Le vice-Premier ministre Beşir Atalay a déclaré que le gouvernement continuerait à prendre les mesures nécessaires pour mettre fin à la question kurde. « Nous continuerons à prendre les mesures nécessaires dans l'intérêt de notre pays et de notre nation afin de mettre fin au sang versé et à ce problème vicieux », a-t-il déclaré.
Décrivant la question du terrorisme comme une question « au-delà de la politique », le vice-Premier ministre Beşir Atalay a réaffirmé hier la détermination du gouvernement à poursuivre le « Projet d'unité nationale et de fraternité », lancé pour la première fois en 2009.
Atalay n'a pas explicitement indiqué si un nouveau processus d'Oslo - similaire aux pourparlers secrets tenus entre le gouvernement et le Parti des travailleurs du Kurdistan (PKK) interdit entre 2009 et 2011 dans la capitale norvégienne - était à l'horizon et si le chef du PKK, Abdullah Öcalan, condamné et qui purge une peine d'emprisonnement à perpétuité sur l'île d'İmralı, pourrait être inclus dans le nouveau processus comme l'un des instruments.
Comme l'a souligné le Premier ministre, nous continuerons sans hésitation à prendre les mesures nécessaires pour le bien de notre pays et de notre nation. Quels que soient les acteurs concernés pour mettre fin à ce fléau, quelles que soient les mesures à prendre, quels que soient les sanctions et les mécanismes à mettre en place, nous n'hésitons pas et n'hésiterons pas à prendre les décisions nécessaires en temps et en heure, en toute connaissance de cause », a déclaré Atalay lors d'un discours prononcé à l'Institut de réflexion stratégique (SDE).
Il a ajouté que le gouvernement visait une coopération plus étroite sur cette question avec les partis d'opposition ainsi qu'avec la société civile.
Projet d'unité nationale et de fraternité
Un arrangement juridique qui ouvrira la voie à la défense dans sa langue maternelle devant les tribunaux, facilitera les services publics dans les langues maternelles et prévoit la création d'un organisme civil qui évaluera les plaintes contre les forces de sécurité, est en cours d'élaboration dans le cadre du « Projet d'unité nationale et de fraternité », a expliqué Atalay, définissant l'objectif du projet comme étant d'accroître les normes démocratiques tout en minimisant le terrorisme.
« Sur le terrorisme et les questions connexes, en tant que questions au-delà de la politique, nous continuerons à travailler de manière décisive, active et déterminée avec tous les partis politiques, les organisations de la société civile et notre nation », a déclaré Atalay.

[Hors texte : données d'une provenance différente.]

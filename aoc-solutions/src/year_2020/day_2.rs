use aoc_solver::{AocParser, ParseError, PartSolver, SolveError};
use aoc_solver_macros::{AocSolver, AutoRegisterSolver};
use regex::Regex;

use crate::utils::parse::{invalid_line, number};

#[derive(AocSolver, AutoRegisterSolver)]
#[aoc_solver(max_parts = 2)]
#[aoc(year = 2020, day = 2, tags = ["2020", "strings"])]
pub struct Solver;

#[derive(Debug)]
pub struct Policy<'a> {
    lo: usize,
    hi: usize,
    letter: char,
    password: &'a str,
}

impl AocParser for Solver {
    type SharedData<'a> = Vec<Policy<'a>>;

    fn parse(input: &str) -> Result<Self::SharedData<'_>, ParseError> {
        let re = Regex::new(r"^(\d+)-(\d+) (.): (\S*)$")
            .map_err(|e| ParseError::Other(e.to_string()))?;

        input
            .lines()
            .enumerate()
            .filter(|(_, line)| !line.trim().is_empty())
            .map(|(line_idx, line)| parse_policy(&re, line_idx, line.trim_end()))
            .collect()
    }
}

fn parse_policy<'a>(re: &Regex, line_idx: usize, line: &'a str) -> Result<Policy<'a>, ParseError> {
    let caps = re
        .captures(line)
        .ok_or_else(|| invalid_line(line_idx, "expected `lo-hi c: password`"))?;
    let bound = |i: usize| number::<usize>(&caps[i], "bound").map_err(|e| invalid_line(line_idx, e));

    Ok(Policy {
        lo: bound(1)?,
        hi: bound(2)?,
        letter: caps[3].chars().next().unwrap_or_default(),
        password: caps.get(4).map_or("", |m| m.as_str()),
    })
}

impl PartSolver<1> for Solver {
    fn solve(shared: &mut Self::SharedData<'_>) -> Result<String, SolveError> {
        let valid = shared
            .iter()
            .filter(|policy| {
                let count = policy.password.chars().filter(|&c| c == policy.letter).count();
                (policy.lo..=policy.hi).contains(&count)
            })
            .count();
        Ok(valid.to_string())
    }
}

impl PartSolver<2> for Solver {
    fn solve(shared: &mut Self::SharedData<'_>) -> Result<String, SolveError> {
        let valid = shared
            .iter()
            .filter(|policy| {
                let at = |pos: usize| {
                    pos.checked_sub(1)
                        .and_then(|idx| policy.password.chars().nth(idx))
                        == Some(policy.letter)
                };
                at(policy.lo) != at(policy.hi)
            })
            .count();
        Ok(valid.to_string())
    }
}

« Nous examinons actuellement tous les instruments relatifs à la lutte contre le terrorisme. Nous les appliquerons et les mettrons en œuvre, ensemble et séparément. À cet égard, nous suivons la conjoncture internationale et la situation dans les États concernés », a déclaré Atalay, soulignant que la lutte contre le terrorisme était le point le plus important du programme du gouvernement.